最後の地引き網



 そう言えば、昨日は、勤務先の近くの磯で我が子と自然観察をした後、もっといろいろな種類のお魚を観察しよう、と言って、宮水の栽培実習場に立ち寄った。日曜日だというのに、二人の先生とゾーケン(増殖研究部)の生徒が5人いた。M先生が、「あ、平居先生残念!いま地引き網が終わったばっかりですよ・・・」とおっしゃる。私としては、最近とみに増えてきた実習場水槽の魚や、地引き網で採れた魚を子供と観察できればいいので、地引き網が終わった、ということにはさほど「残念」という気がしなかった。
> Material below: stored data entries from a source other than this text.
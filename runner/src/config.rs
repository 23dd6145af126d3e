//! Runner configuration
//!
//! Loaded from the environment (after `.env`), with defaults suitable for a
//! single host. Every variable is optional.

use std::path::PathBuf;
use std::str::FromStr;
use std::time::Duration;

use anyhow::{Context, Result};

use crate::orchestrator::OrchestratorConfig;
use crate::session::SessionSettings;

/// Which isolation primitive runs submissions
#[derive(Debug, Clone, Copy, PartialEq, Eq)]
pub enum BackendKind {
    Process,
    Docker,
}

impl FromStr for BackendKind {
    type Err = anyhow::Error;

    fn from_str(s: &str) -> Result<Self> {
        match s.trim().to_lowercase().as_str() {
            "process" => Ok(BackendKind::Process),
            "docker" => Ok(BackendKind::Docker),
            other => anyhow::bail!("Unknown sandbox backend: {}", other),
        }
    }
}

#[derive(Debug, Clone)]
pub struct RunnerConfig {
    pub backend: BackendKind,
    pub orchestrator: OrchestratorConfig,
    /// Dedicated uid/gid for the process backend
    pub sandbox_uid: Option<u32>,
    pub sandbox_gid: Option<u32>,
    pub docker_binary: String,
    pub image_prefix: String,
    /// Language table; the embedded one is used when unset
    pub languages_config: Option<PathBuf>,
    pub redis_url: String,
    /// Build every language's sandbox at startup instead of on first use
    pub prebuild: bool,
}

impl Default for RunnerConfig {
    fn default() -> Self {
        Self {
            backend: BackendKind::Process,
            orchestrator: OrchestratorConfig::default(),
            sandbox_uid: None,
            sandbox_gid: None,
            docker_binary: "docker".to_string(),
            image_prefix: "runner".to_string(),
            languages_config: None,
            redis_url: "redis://localhost:6379".to_string(),
            prebuild: false,
        }
    }
}

impl RunnerConfig {
    pub fn from_env() -> Result<Self> {
        Self::from_lookup(|key| std::env::var(key).ok())
    }

    /// Build a config from an arbitrary variable source
    pub fn from_lookup<F>(lookup: F) -> Result<Self>
    where
        F: Fn(&str) -> Option<String>,
    {
        let mut config = Self::default();
        let defaults = OrchestratorConfig::default();
        let session_defaults = SessionSettings::default();

        if let Some(backend) = lookup("RUNNER_BACKEND") {
            config.backend = backend.parse()?;
        }

        config.orchestrator = OrchestratorConfig {
            workers: parse_or(&lookup, "RUNNER_WORKERS", defaults.workers)?,
            queue_capacity: parse_or(&lookup, "RUNNER_QUEUE_CAPACITY", defaults.queue_capacity)?,
            max_source_bytes: parse_or(&lookup, "RUNNER_MAX_SOURCE_BYTES", defaults.max_source_bytes)?,
            max_stdin_bytes: parse_or(&lookup, "RUNNER_MAX_STDIN_BYTES", defaults.max_stdin_bytes)?,
            session: SessionSettings {
                scratch_root: lookup("RUNNER_SCRATCH_ROOT")
                    .map(PathBuf::from)
                    .unwrap_or(session_defaults.scratch_root),
                max_output_bytes: parse_or(
                    &lookup,
                    "RUNNER_MAX_OUTPUT_BYTES",
                    session_defaults.max_output_bytes,
                )?,
                sample_interval: Duration::from_millis(parse_or(
                    &lookup,
                    "RUNNER_SAMPLE_INTERVAL_MS",
                    session_defaults.sample_interval.as_millis() as u64,
                )?),
            },
        };

        if config.orchestrator.workers == 0 {
            anyhow::bail!("RUNNER_WORKERS must be at least 1");
        }
        if config.orchestrator.session.sample_interval.is_zero() {
            anyhow::bail!("RUNNER_SAMPLE_INTERVAL_MS must be greater than zero");
        }

        config.sandbox_uid = parse_opt(&lookup, "RUNNER_SANDBOX_UID")?;
        config.sandbox_gid = parse_opt(&lookup, "RUNNER_SANDBOX_GID")?;
        if let Some(docker) = lookup("RUNNER_DOCKER_BINARY") {
            config.docker_binary = docker;
        }
        if let Some(prefix) = lookup("RUNNER_IMAGE_PREFIX") {
            config.image_prefix = prefix;
        }
        config.languages_config = lookup("LANGUAGES_CONFIG").map(PathBuf::from);
        if let Some(url) = lookup("REDIS_URL") {
            config.redis_url = url;
        }
        config.prebuild = parse_or(&lookup, "RUNNER_PREBUILD", false)?;

        Ok(config)
    }
}

fn parse_or<F, T>(lookup: &F, key: &str, default: T) -> Result<T>
where
    F: Fn(&str) -> Option<String>,
    T: FromStr,
    T::Err: std::error::Error + Send + Sync + 'static,
{
    Ok(parse_opt(lookup, key)?.unwrap_or(default))
}

fn parse_opt<F, T>(lookup: &F, key: &str) -> Result<Option<T>>
where
    F: Fn(&str) -> Option<String>,
    T: FromStr,
    T::Err: std::error::Error + Send + Sync + 'static,
{
    lookup(key)
        .map(|value| {
            value
                .trim()
                .parse::<T>()
                .with_context(|| format!("Invalid value for {}: {:?}", key, value))
        })
        .transpose()
}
 ところが、M先生は続けて、「宮水でおそらく最後の地引きですよ」とおっしゃる。これは聞き捨てならない。思わず、「えっ?!例の防潮堤工事との関係ですか?」と言うと、「そうよ。今お盆で工事休んでくれてるけど、杭みたいなの1本5分くらいで打てるから、明日工事が再開したら、1日で干潟は無くなるのよ。なんでこんな工事必要なんだろね。本当にしょうもない(←M先生は三重県出身なので、少し関西弁が残っている)」と怒っているような悲しんでいるような表情で言われた。「少し場所を変えても、網引けたりしないんですか?」と尋ねてみたが、いくら学校の教育活動で行うささやかな調査とは言っても、漁業権との関係で、漁業者の了解を取りながら、地形的にも適当な場所を探すのは非常に困難なことらしい。

 そういえば、夏休み中に、国の借金が遂に1000兆円を超えた。「1000」とあるから、一見身近な数字のようで、危機的な感じがしにくいが、1000000000000000円と書けば、正に天文学的数字だな、と思う。我がささやかな4人家族で、3000万円近い借金をしていることになる。私のような小心者は、これを見ただけで恐ろしくて仕方がないのに、なぜか、「お金がないんだから出来ないよ」と言われるのは、学校の教育環境に関わること(施設設備と教員定数)ばかり(?)で、社会全体として見た場合は、「お金?なければ借金すればいいじゃん」という発想に従って動いているように見える。この辺の理屈と発想と心理は、本当に想像さえ及ばない不思議な世界だ。

 ともかく、M先生たちが生徒と共に長年自然観察のフィールドとしてきた実習場前のささやかな干潟は、津波ではなく、人間の力によって1〜2日中に消える。これが愚行であり、悲劇でなくて何だろう?